Payer Security: AA_TX_TYPE vs AA_PAYER_TYPE domain separation prevents signature reuse between sender and payer roles. The payer field in the sender’s signed hash binds to a specific payer address. Scope enforcement adds a second layer — PAYER-only owners cannot be used as sender_auth, and vice versa. The payer’s exposure to sender-controlled gas is bounded by signed fee fields because gas_limit includes sender authentication, intrinsic costs, account changes, and call execution. Payer authentication uses the payer’s chosen verifier, is validated under PAYER scope, and is metered separately so the payer’s verifier choice cannot reduce gas available to calls.

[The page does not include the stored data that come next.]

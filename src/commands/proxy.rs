//! # 代理端点 Tauri Command
//!
//! 前端通过 `invoke("proxy_request", { endpoint, params })` 调用远程服务，
//! 与本地 HTTP 代理服务共用同一套分发逻辑。
//! `get_proxy_info` 返回 HTTP 代理服务的地址和访问令牌。

use serde_json::{Map, Value};
use tauri::State;

use crate::models::settings::ProxyInfo;
use crate::services::app_state::AppState;
use crate::services::proxy::{self, ProxyEndpoint, ProxyResponse};

/// 执行代理请求
///
/// # 参数
/// - `endpoint` - 端点名，如 `"run.retrieve"`
/// - `params` - 请求参数（camelCase 键），可省略
///
/// # 返回值
/// 始终返回 `{ status, body }`，错误以状态码和错误信封表示，
/// 前端无需区分 IPC 失败和远程失败。
#[tauri::command]
pub async fn proxy_request(
    state: State<'_, AppState>,
    endpoint: String,
    params: Option<Map<String, Value>>,
) -> Result<ProxyResponse, String> {
    let Some(endpoint) = ProxyEndpoint::from_name(&endpoint) else {
        return Ok(ProxyResponse::not_found(&endpoint));
    };
    let api = state.session.api();
    let config = state.session.assistant_config();
    Ok(proxy::dispatch(api.as_ref(), &config, endpoint, &params.unwrap_or_default()).await)
}

/// 本地代理服务的监听地址和访问令牌
#[tauri::command]
pub async fn get_proxy_info(state: State<'_, AppState>) -> Result<ProxyInfo, String> {
    Ok(state.proxy_info().await)
}
//! # Assistant Chat - Tauri 应用核心初始化模块
//!
//! 本模块负责 Tauri 应用的完整初始化流程，包括：
//! - 注册日志插件
//! - 初始化应用全局状态（设置、远程客户端、对话会话）
//! - 注册自定义 Tauri commands（对话操作、代理端点、设置管理）
//! - 启动时恢复会话、转发状态事件、启动本地代理服务
//! - 退出时停止轮询任务
//!
//! ## 架构说明
//! 通过将核心逻辑放在 `lib.rs` 而非 `main.rs` 中，
//! Tauri 可以在桌面端（`main.rs`）和移动端入口之间共享此初始化代码。
//!
//! ## 模块结构
//! - `commands/` - Tauri command 处理函数（IPC 接口层）
//! - `models/` - 数据模型（对应前端 TypeScript 类型）
//! - `services/` - 核心业务逻辑（会话、轮询、镜像、代理）
//! - `utils/` - 通用工具函数

mod commands;
mod models;
mod services;
mod utils;

use std::sync::Arc;

use tauri::{Manager, RunEvent};

use services::app_state::AppState;
use services::events::{self, EventSink, TauriEventSink};
use services::proxy_server;

#[cfg_attr(mobile, tauri::mobile_entry_point)]
/// Tauri 应用启动函数
///
/// 1. 注册日志插件（调试构建 Info，发布构建 Warn）
/// 2. 在 `setup` 钩子中加载设置并注册 `AppState`
/// 3. 后台恢复会话、启动事件转发和代理服务
/// 4. 退出事件中停止轮询
///
/// # Panics
/// 如果 Tauri 应用启动失败（例如配置文件缺失或窗口创建失败），
/// 将通过 `.expect()` 触发 panic 并输出错误信息。
pub fn run() {
    let log_level = if cfg!(debug_assertions) {
        log::LevelFilter::Info
    } else {
        log::LevelFilter::Warn
    };

    let app = tauri::Builder::default()
        .plugin(tauri_plugin_log::Builder::default().level(log_level).build())
        .invoke_handler(tauri::generate_handler![
            // 对话操作 commands
            commands::chat::get_chat_state,
            commands::chat::create_assistant,
            commands::chat::delete_assistant,
            commands::chat::create_thread,
            commands::chat::delete_thread,
            commands::chat::fetch_messages,
            commands::chat::set_draft,
            commands::chat::send_message,
            commands::chat::send_and_run,
            commands::chat::create_run,
            commands::chat::cancel_run,
            commands::chat::resume_polling,
            // 代理端点 commands
            commands::proxy::proxy_request,
            commands::proxy::get_proxy_info,
            // 设置 commands
            commands::settings::get_app_data_path,
            commands::settings::read_app_settings,
            commands::settings::save_app_settings,
        ])
        .setup(|app| {
            let data_dir = utils::path::get_app_data_path()?;
            let state = tauri::async_runtime::block_on(AppState::initialize(data_dir));
            let session = state.session.clone();
            let proxy_settings = tauri::async_runtime::block_on(state.settings()).proxy;
            let proxy_token = state.proxy_token().to_string();
            app.manage(state);

            let sink: Arc<dyn EventSink> = Arc::new(TauriEventSink::new(app.handle().clone()));
            tauri::async_runtime::spawn(events::forward(Arc::clone(session.store()), sink));

            let handle = app.handle().clone();
            tauri::async_runtime::spawn(async move {
                session.rehydrate().await;
                if !proxy_settings.enabled {
                    log::info!("本地代理服务未启用");
                    return;
                }
                match proxy_server::spawn(&proxy_settings, session, proxy_token).await {
                    Ok(address) => handle.state::<AppState>().set_proxy_address(address).await,
                    Err(e) => log::error!("启动本地代理服务失败: {}", e),
                }
            });
            Ok(())
        })
        // `tauri::generate_context!()` 宏：在编译时读取 `tauri.conf.json` 配置文件，
        // 生成包含应用名称、窗口配置、安全策略等信息的上下文对象。
        .build(tauri::generate_context!())
        .expect("error while building tauri application");

    app.run(|handle, event| {
        if let RunEvent::Exit = event {
            if let Some(state) = handle.try_state::<AppState>() {
                state.session.shutdown();
            }
        }
    });
}
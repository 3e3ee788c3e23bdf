//! # 本地代理 HTTP 服务
//!
//! 在本机端口（默认 `127.0.0.1:8787`）上提供 `/api/<group>/<action>` 接口，
//! 供本机脚本调用，分发逻辑与 IPC command 共用 `proxy::dispatch`。
//!
//! ## 访问控制
//! 代理使用用户的 API Key 调用远程服务，任何请求都可能产生费用，因此：
//! - 每次启动生成随机访问令牌，请求必须携带 `x-assistant-chat-token` 头
//!   （令牌通过 `get_proxy_info` command 获取，不写入日志）
//! - `Host` 头必须是回环地址，拒绝 DNS rebinding 的页面
//! - 只有只读端点（`message.list`、`run.retrieve`）接受 GET，其余只接受 POST
//!
//! 自定义请求头会触发浏览器的 CORS 预检，服务不响应预检，
//! 因此普通网页无法跨域调用。
//!
//! ## 参数来源
//! - URL 查询参数
//! - JSON 对象请求体（POST），与查询参数合并，同名时查询参数优先
//!
//! 请求体不是 JSON 对象时返回 400。

use std::convert::Infallible;
use std::net::{IpAddr, SocketAddr};
use std::sync::Arc;

use bytes::Bytes;
use http::{Method, Request, Response, StatusCode, header};
use http_body_util::{BodyExt, Full, LengthLimitError, Limited};
use hyper::body::Incoming;
use hyper::server::conn::http1;
use hyper::service::service_fn;
use hyper_util::rt::TokioIo;
use reqwest::Url;
use serde_json::{Map, Value};
use tokio::net::TcpListener;
use uuid::Uuid;

use crate::models::settings::ProxySettings;
use crate::services::proxy::{self, ProxyEndpoint, ProxyResponse};
use crate::services::session::ChatSession;

/// 请求体大小上限（字节）
const MAX_BODY_BYTES: usize = 1024 * 1024;

/// 访问令牌请求头
pub const TOKEN_HEADER: &str = "x-assistant-chat-token";

/// 生成本次启动使用的访问令牌
pub fn generate_token() -> String {
    Uuid::new_v4().simple().to_string()
}

struct ProxyContext {
    session: ChatSession,
    token: String,
}

/// 绑定端口并在后台持续接受连接
///
/// # 参数
/// - `settings` - 监听地址
/// - `session` - 提供远程客户端和助手配置
/// - `token` - 请求必须携带的访问令牌
///
/// # 返回值
/// 实际监听的地址（端口为 0 时由系统分配）
pub async fn spawn(
    settings: &ProxySettings,
    session: ChatSession,
    token: String,
) -> Result<SocketAddr, String> {
    if token.is_empty() {
        return Err("代理服务需要访问令牌".to_string());
    }
    let addr = format!("{}:{}", settings.host, settings.port);
    let listener = TcpListener::bind(&addr)
        .await
        .map_err(|e| format!("绑定代理地址 {} 失败: {}", addr, e))?;
    let local = listener
        .local_addr()
        .map_err(|e| format!("读取代理监听地址失败: {}", e))?;
    if !local.ip().is_loopback() {
        log::warn!("代理服务监听在非回环地址 {}，请确认网络环境可信", local);
    }
    log::info!("代理服务已启动: http://{}", local);

    tokio::spawn(serve(listener, Arc::new(ProxyContext { session, token })));
    Ok(local)
}

async fn serve(listener: TcpListener, context: Arc<ProxyContext>) {
    loop {
        let (stream, peer) = match listener.accept().await {
            Ok(accepted) => accepted,
            Err(e) => {
                log::warn!("代理服务接受连接失败: {}", e);
                continue;
            }
        };

        let context = Arc::clone(&context);
        tokio::spawn(async move {
            let service = service_fn(move |request| {
                let context = Arc::clone(&context);
                async move { Ok::<_, Infallible>(handle(&context, request).await) }
            });
            if let Err(e) = http1::Builder::new()
                .serve_connection(TokioIo::new(stream), service)
                .await
            {
                log::debug!("代理连接 {} 结束: {}", peer, e);
            }
        });
    }
}

async fn handle(context: &ProxyContext, request: Request<Incoming>) -> Response<Full<Bytes>> {
    let (parts, body) = request.into_parts();
    let path = parts.uri.path().to_string();

    let host = parts.headers.get(header::HOST).and_then(|h| h.to_str().ok());
    if !host.is_some_and(is_loopback_host) {
        log::warn!("代理服务拒绝非本机 Host: {:?}", host);
        return to_http(ProxyResponse::error(403, "只接受本机请求"));
    }

    let token = parts.headers.get(TOKEN_HEADER).and_then(|h| h.to_str().ok());
    if token != Some(context.token.as_str()) {
        return to_http(ProxyResponse::error(401, "缺少或错误的访问令牌"));
    }

    let Some(endpoint) = ProxyEndpoint::from_path(&path) else {
        return to_http(ProxyResponse::not_found(&path));
    };
    let allowed = parts.method == Method::POST
        || (parts.method == Method::GET && endpoint.is_read_only());
    if !allowed {
        return to_http(ProxyResponse::error(
            405,
            format!("{} 不支持 {} 请求", endpoint.name(), parts.method),
        ));
    }

    let body = match Limited::new(body, MAX_BODY_BYTES).collect().await {
        Ok(collected) => collected.to_bytes(),
        Err(e) if e.downcast_ref::<LengthLimitError>().is_some() => {
            return to_http(ProxyResponse::error(413, "请求体过大"));
        }
        Err(e) => {
            return to_http(ProxyResponse::error(400, format!("读取请求体失败: {}", e)));
        }
    };

    let params = match merge_params(parts.uri.query(), &body) {
        Ok(params) => params,
        Err(message) => return to_http(ProxyResponse::error(400, message)),
    };

    let api = context.session.api();
    let config = context.session.assistant_config();
    to_http(proxy::dispatch(api.as_ref(), &config, endpoint, &params).await)
}

/// `Host` 头是否指向本机（`localhost`、`127.0.0.0/8`、`[::1]`，可带端口）
fn is_loopback_host(host: &str) -> bool {
    let name = match host.strip_prefix('[') {
        Some(rest) => rest.split(']').next().unwrap_or_default(),
        None => host.rsplit_once(':').map_or(host, |(name, _)| name),
    };
    name.eq_ignore_ascii_case("localhost")
        || name.parse::<IpAddr>().is_ok_and(|ip| ip.is_loopback())
}

/// 合并请求体和查询参数（查询参数优先）
fn merge_params(query: Option<&str>, body: &[u8]) -> Result<Map<String, Value>, String> {
    let mut params = if body.iter().all(u8::is_ascii_whitespace) {
        Map::new()
    } else {
        match serde_json::from_slice::<Value>(body) {
            Ok(Value::Object(map)) => map,
            Ok(_) => return Err("请求体必须是 JSON 对象".to_string()),
            Err(e) => return Err(format!("解析请求体失败: {}", e)),
        }
    };

    if let Some(query) = query.filter(|q| !q.is_empty()) {
        // 借用 Url 的查询解析完成 `%XX` 和 `+` 解码
        let url = Url::parse(&format!("http://localhost/?{}", query))
            .map_err(|e| format!("解析查询参数失败: {}", e))?;
        for (key, value) in url.query_pairs() {
            params.insert(key.into_owned(), Value::String(value.into_owned()));
        }
    }
    Ok(params)
}

fn to_http(response: ProxyResponse) -> Response<Full<Bytes>> {
    let status = StatusCode::from_u16(response.status).unwrap_or(StatusCode::BAD_GATEWAY);
    let body = Bytes::from(response.body.to_string());
    let mut http_response = Response::new(Full::new(body));
    *http_response.status_mut() = status;
    http_response.headers_mut().insert(
        header::CONTENT_TYPE,
        header::HeaderValue::from_static("application/json"),
    );
    http_response
}
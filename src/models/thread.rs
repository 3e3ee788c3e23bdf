//! # Thread 数据模型
//!
//! 对话上下文：消息和 Run 都挂在某个 Thread 下。界面同一时刻最多只有一个活动 Thread。

use serde::{Deserialize, Serialize};

/// 对话
#[derive(Debug, Clone, PartialEq, Serialize, Deserialize)]
pub struct Thread {
    /// 远程 Thread ID（`thread_...`）
    pub id: String,

    /// 创建时间（Unix 秒）
    #[serde(default)]
    pub created_at: i64,

    /// 其余远程字段（metadata、tool_resources 等）原样保留
    #[serde(flatten)]
    pub extra: serde_json::Map<String, serde_json::Value>,
}

/// 删除操作的远程响应：`{ id, object, deleted }`
///
/// Thread 和 Assistant 的删除接口返回相同结构。
#[derive(Debug, Clone, PartialEq, Serialize, Deserialize)]
pub struct DeletionStatus {
    pub id: String,
    #[serde(default)]
    pub object: String,
    pub deleted: bool,
}
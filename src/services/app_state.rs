//! # 应用全局状态
//!
//! 注册为 Tauri managed state，command 通过 `State<AppState>` 注入访问：
//! - `session` - 对话会话（状态容器、轮询、镜像）
//! - `client` - 远程服务客户端（设置变更时热更新）
//! - `settings` - 当前生效的应用设置
//! - `proxy_token` / `proxy_address` - 本地代理服务的访问令牌和监听地址

use std::net::SocketAddr;
use std::path::{Path, PathBuf};
use std::sync::Arc;

use tokio::sync::RwLock;

use crate::models::settings::{AppSettings, ProxyInfo};
use crate::services::file_guard;
use crate::services::mirror::SessionMirror;
use crate::services::openai::{AssistantApi, OpenAiClient, OpenAiConfig};
use crate::services::proxy_server;
use crate::services::session::{ChatSession, PollOptions};
use crate::services::store::ChatStore;
use crate::utils::path;

pub struct AppState {
    pub session: ChatSession,
    client: Arc<OpenAiClient>,
    settings: RwLock<AppSettings>,
    data_dir: PathBuf,
    /// 每次启动重新生成，不持久化
    proxy_token: String,
    proxy_address: RwLock<Option<SocketAddr>>,
}

impl AppState {
    /// 读取设置并构建会话
    pub async fn initialize(data_dir: PathBuf) -> Self {
        let settings = load_settings(&data_dir).await;
        let client = Arc::new(OpenAiClient::new(OpenAiConfig::from_settings(&settings)));
        let api: Arc<dyn AssistantApi> = client.clone();
        let session = ChatSession::new(
            api,
            Arc::new(ChatStore::new()),
            SessionMirror::new(&data_dir),
            PollOptions::from_settings(&settings),
            settings.assistant.clone(),
        );

        Self {
            session,
            client,
            settings: RwLock::new(settings),
            data_dir,
            proxy_token: proxy_server::generate_token(),
            proxy_address: RwLock::new(None),
        }
    }

    pub fn data_dir(&self) -> &Path {
        &self.data_dir
    }

    /// 当前设置
    pub async fn settings(&self) -> AppSettings {
        self.settings.read().await.clone()
    }

    pub fn proxy_token(&self) -> &str {
        &self.proxy_token
    }

    /// 记录代理服务实际监听的地址
    pub async fn set_proxy_address(&self, address: SocketAddr) {
        *self.proxy_address.write().await = Some(address);
    }

    pub async fn proxy_info(&self) -> ProxyInfo {
        ProxyInfo {
            address: self.proxy_address.read().await.map(|addr| addr.to_string()),
            token: self.proxy_token.clone(),
        }
    }

    /// 保存设置并立即应用到客户端和会话
    ///
    /// 代理服务的监听地址只在启动时读取，修改后需重启应用。
    pub async fn save_settings(&self, settings: AppSettings) -> Result<(), String> {
        let content = serde_json::to_string_pretty(&settings)
            .map_err(|e| format!("序列化设置失败: {}", e))?;
        file_guard::safe_write_file(
            &self.data_dir,
            &path::settings_file(&self.data_dir),
            content.as_bytes(),
            "save_settings",
        )
        .await?;

        self.client.update_config(OpenAiConfig::from_settings(&settings));
        self.session.apply_settings(&settings);
        *self.settings.write().await = settings;
        log::info!("设置已保存并生效");
        Ok(())
    }
}

/// 读取设置文件
///
/// 文件不存在时使用默认设置；无法解析时记录警告并使用默认设置，
/// 避免一份损坏的设置文件让应用无法启动。
pub async fn load_settings(data_dir: &Path) -> AppSettings {
    let file = path::settings_file(data_dir);
    let content = match tokio::fs::read_to_string(&file).await {
        Ok(content) => content,
        Err(e) if e.kind() == std::io::ErrorKind::NotFound => return AppSettings::default(),
        Err(e) => {
            log::warn!("读取设置文件失败，使用默认设置: {}", e);
            return AppSettings::default();
        }
    };

    serde_json::from_str(&content).unwrap_or_else(|e| {
        log::warn!("解析设置文件失败，使用默认设置: {}", e);
        AppSettings::default()
    })
}
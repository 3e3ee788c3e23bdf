//! # 路径工具函数
//!
//! 提供应用数据文件的路径解析：
//! - 应用数据目录（`~/.assistant-chat/`）
//! - 设置文件（`settings.json`）
//! - 会话镜像文件（`session.json`）

use std::path::{Path, PathBuf};

/// 应用数据目录名
const APP_DIR_NAME: &str = ".assistant-chat";

/// 设置文件名
const SETTINGS_FILE_NAME: &str = "settings.json";

/// 会话镜像文件名
const SESSION_FILE_NAME: &str = "session.json";

/// 获取应用数据目录的绝对路径
///
/// 使用 `dirs` crate 获取跨平台的主目录路径。
///
/// # 错误
/// 如果无法确定用户主目录（极端情况，如无 HOME 环境变量），返回错误信息。
///
/// # 示例
/// - Windows: `C:\Users\username\.assistant-chat`
/// - Linux/macOS: `/home/username/.assistant-chat`
pub fn get_app_data_path() -> Result<PathBuf, String> {
    let home = dirs::home_dir().ok_or_else(|| "无法获取用户主目录".to_string())?;
    Ok(home.join(APP_DIR_NAME))
}

/// 数据目录下的设置文件路径
pub fn settings_file(data_dir: &Path) -> PathBuf {
    data_dir.join(SETTINGS_FILE_NAME)
}

/// 数据目录下的会话镜像文件路径
pub fn session_file(data_dir: &Path) -> PathBuf {
    data_dir.join(SESSION_FILE_NAME)
}

#[cfg(test)]
mod tests {
    use super::*;

    #[test]
    fn data_files_live_in_data_dir() {
        let dir = Path::new("/tmp/app");
        assert_eq!(settings_file(dir), dir.join("settings.json"));
        assert_eq!(session_file(dir), dir.join("session.json"));
    }
}
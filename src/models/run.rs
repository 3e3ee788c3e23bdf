//! # Run 数据模型
//!
//! Run 是助手针对某个对话（Thread）的一次异步执行。创建后由远程服务推进状态，
//! 本地只负责轮询状态并在终态时停止。
//!
//! 状态枚举与远程服务返回的字符串一一对应（snake_case）。

use serde::{Deserialize, Serialize};

/// Run 状态
///
/// 远程服务可能在未来新增状态，未识别的值保存在 `Unknown` 中原样写回，
/// 并按非终态处理（继续轮询），避免因新增状态导致整条 Run 解析失败。
#[derive(Debug, Clone, PartialEq, Eq, Hash, Serialize, Deserialize)]
#[serde(from = "String", into = "String")]
pub enum RunStatus {
    /// 已排队，等待执行
    Queued,
    /// 执行中
    InProgress,
    /// 等待客户端提交工具调用结果
    RequiresAction,
    /// 取消请求已受理，正在取消
    Cancelling,
    /// 已取消
    Cancelled,
    /// 执行失败
    Failed,
    /// 执行完成
    Completed,
    /// 因 token 上限等原因提前结束
    Incomplete,
    /// 超时过期
    Expired,
    /// 未识别的状态（保留远程原始字符串）
    Unknown(String),
}

impl RunStatus {
    /// 是否为终态：进入终态后 Run 不会再发生任何状态变化
    pub fn is_terminal(&self) -> bool {
        matches!(
            self,
            RunStatus::Completed
                | RunStatus::Failed
                | RunStatus::Cancelled
                | RunStatus::Expired
                | RunStatus::Incomplete
        )
    }

    /// 与远程服务一致的字符串形式
    pub fn as_str(&self) -> &str {
        match self {
            RunStatus::Queued => "queued",
            RunStatus::InProgress => "in_progress",
            RunStatus::RequiresAction => "requires_action",
            RunStatus::Cancelling => "cancelling",
            RunStatus::Cancelled => "cancelled",
            RunStatus::Failed => "failed",
            RunStatus::Completed => "completed",
            RunStatus::Incomplete => "incomplete",
            RunStatus::Expired => "expired",
            RunStatus::Unknown(raw) => raw,
        }
    }
}

impl From<String> for RunStatus {
    fn from(raw: String) -> Self {
        match raw.as_str() {
            "queued" => RunStatus::Queued,
            "in_progress" => RunStatus::InProgress,
            "requires_action" => RunStatus::RequiresAction,
            "cancelling" => RunStatus::Cancelling,
            "cancelled" => RunStatus::Cancelled,
            "failed" => RunStatus::Failed,
            "completed" => RunStatus::Completed,
            "incomplete" => RunStatus::Incomplete,
            "expired" => RunStatus::Expired,
            _ => RunStatus::Unknown(raw),
        }
    }
}

impl From<RunStatus> for String {
    fn from(status: RunStatus) -> Self {
        match status {
            RunStatus::Unknown(raw) => raw,
            known => known.as_str().to_string(),
        }
    }
}

/// Run 记录
///
/// 只对本地状态机需要的字段做强类型处理，其余字段（usage、last_error 等）
/// 原样保存在 `extra` 中，前端展示和本地镜像时不会丢失。
#[derive(Debug, Clone, PartialEq, Serialize, Deserialize)]
pub struct Run {
    /// 远程 Run ID（`run_...`）
    pub id: String,

    /// 所属对话 ID
    pub thread_id: String,

    /// 执行该 Run 的助手 ID
    #[serde(default)]
    pub assistant_id: String,

    /// 当前状态
    pub status: RunStatus,

    /// 创建时间（Unix 秒）
    #[serde(default)]
    pub created_at: i64,

    /// 其余远程字段
    #[serde(flatten)]
    pub extra: serde_json::Map<String, serde_json::Value>,
}

impl Run {
    /// Run 是否已进入终态
    pub fn is_terminal(&self) -> bool {
        self.status.is_terminal()
    }
}
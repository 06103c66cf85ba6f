//! Session cookie parsing and formatting.

use axum::http::{HeaderMap, header};

/// Pull the session id out of the `Cookie` header(s)
pub fn session_id_from_headers(headers: &HeaderMap, cookie_name: &str) -> Option<String> {
    headers
        .get_all(header::COOKIE)
        .iter()
        .filter_map(|value| value.to_str().ok())
        .flat_map(|value| value.split(';'))
        .filter_map(|pair| pair.trim().split_once('='))
        .find(|(name, _)| *name == cookie_name)
        .map(|(_, value)| value.to_string())
        .filter(|value| !value.is_empty())
}

/// `Set-Cookie` value binding the browser to a session
pub fn session_cookie(cookie_name: &str, session_id: &str, max_age_secs: u64) -> String {
    format!("{cookie_name}={session_id}; Path=/; HttpOnly; SameSite=Lax; Max-Age={max_age_secs}")
}

/// `Set-Cookie` value telling the browser to forget its session
pub fn clear_cookie(cookie_name: &str) -> String {
    format!("{cookie_name}=; Path=/; HttpOnly; SameSite=Lax; Max-Age=0")
}

#[cfg(test)]
mod tests {
    use super::*;
    use axum::http::HeaderValue;

    #[test]
    fn test_finds_named_cookie() {
        let mut headers = HeaderMap::new();
        headers.insert(
            header::COOKIE,
            HeaderValue::from_static("theme=dark; portal_sid=abc123; lang=es"),
        );
        assert_eq!(
            session_id_from_headers(&headers, "portal_sid").as_deref(),
            Some("abc123")
        );
        assert!(session_id_from_headers(&headers, "other").is_none());
    }

    #[test]
    fn test_empty_value_is_ignored() {
        let mut headers = HeaderMap::new();
        headers.insert(header::COOKIE, HeaderValue::from_static("portal_sid="));
        assert!(session_id_from_headers(&headers, "portal_sid").is_none());
    }

    #[test]
    fn test_cookie_format() {
        assert_eq!(
            session_cookie("portal_sid", "xyz", 60),
            "portal_sid=xyz; Path=/; HttpOnly; SameSite=Lax; Max-Age=60"
        );
        assert!(clear_cookie("portal_sid").contains("Max-Age=0"));
    }
}
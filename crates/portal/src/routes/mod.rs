//! HTTP routes for the portal.

use axum::{
    Router, middleware,
    routing::{get, post, put},
};
use tower_http::trace::TraceLayer;

use crate::state::AppState;

mod api;
mod auth;
mod error;
mod guard;
mod health;
mod pages;


/// Create the main application router
pub fn create_router(state: AppState) -> Router {
    Router::new()
        // Health & Status
        .route("/health", get(health::health_check))
        .route("/ready", get(health::ready_check))
        .route("/metrics", get(health::metrics))

        // Login flows
        .route("/", get(auth::login_page))
        .route("/login", post(auth::login))
        .route("/logout", get(auth::logout))
        .route("/admin-login", get(auth::admin_login_page).post(auth::admin_login))
        .route("/admin-logout", get(auth::admin_logout))

        .merge(user_pages(state.clone()))
        .merge(admin_pages(state.clone()))
        .nest("/api", api_routes(state.clone()))

        .layer(TraceLayer::new_for_http())
        .with_state(state)
}

/// Pages behind the user login
fn user_pages(state: AppState) -> Router<AppState> {
    Router::new()
        .route("/main-page", get(pages::main_page))
        .route("/accounts", get(pages::accounts))
        .route("/transfers", get(pages::transfers))
        .route("/mortgages", get(pages::mortgages))
        .route("/buzon", get(pages::buzon))
        .route("/gestor", get(pages::gestor))
        .route_layer(middleware::from_fn_with_state(state, guard::require_user))
}

fn admin_pages(state: AppState) -> Router<AppState> {
    Router::new()
        .route("/admin-panel", get(pages::admin_panel))
        .route_layer(middleware::from_fn_with_state(state, guard::require_admin_page))
}

/// JSON API. Everything but `/test` requires an admin session.
fn api_routes(state: AppState) -> Router<AppState> {
    Router::new()
        .route("/users", get(api::list_users).post(api::create_user))
        .route("/users/{id}", put(api::update_user).delete(api::delete_user))
        .route("/accounts", get(api::list_accounts).post(api::create_account))
        .route("/accounts/{id}", put(api::update_account).delete(api::delete_account))
        .route("/cards", get(api::list_cards).post(api::create_card))
        .route("/cards/{id}", put(api::update_card).delete(api::delete_card))
        .route("/transactions", get(api::list_transactions).post(api::create_transaction))
        .route(
            "/transactions/{id}",
            put(api::update_transaction).delete(api::delete_transaction),
        )
        .route("/currencies", get(api::list_currencies))
        .route("/update-field", put(api::update_field))
        .route("/exit-admin-mode", post(auth::exit_admin_mode))
        .route("/toggle-admin-mode", post(auth::toggle_admin_mode))
        .route_layer(middleware::from_fn_with_state(state, guard::require_admin_api))
        .route("/test", get(health::api_test))
}
//! Month-picker CAPTCHA gating the admin login.

mod generator;
mod verifier;

pub use generator::{MonthPuzzle, PuzzleGenerator};
pub use verifier::{PieceSelection, PuzzleVerifier};

use serde::{Deserialize, Serialize};

/// Challenge data kept in the session until it is checked
#[derive(Debug, Clone, PartialEq, Eq, Serialize, Deserialize)]
pub struct StoredPuzzle {
    /// The month the user was asked to spell
    pub correct_month: String,
    /// Expected piece per column
    pub correct_pieces: [String; 3],
    /// Creation timestamp
    pub created_at: i64,
    /// Expiry timestamp
    pub expires_at: i64,
}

Cross-sender Payer Replay: The payer signature hash binds to the resolved sender via the sender field (see Signature Payload). In the EOA path where sender is empty in the wire format, the recovered sender address MUST be substituted into the sender position before computing the hash. Without this substitution, two different EOAs that construct otherwise identical transaction data (same chain_id, nonce_key, nonce_sequence, expiry, fees, account_changes, calls) would produce identical payer hashes, allowing a second EOA to reuse a payer signature originally issued for the first and drain the payer’s gas deposit. The 2D nonce alone does not prevent this: nonce_key and nonce_sequence are fields in the transaction payload, so each attacker controls their own values. Substituting the recovered sender into the hash makes the payer’s commitment per-sender and closes this replay path. The configured-owner path is unaffected because sender is non-empty by definition.

Account Creation Security: initial_owners (verifier + ownerId + scope tuples) are salt-committed, preventing front-running of owner assignment. Wallet bytecode should be inert when uninitialized as it can be permissionlessly deployed.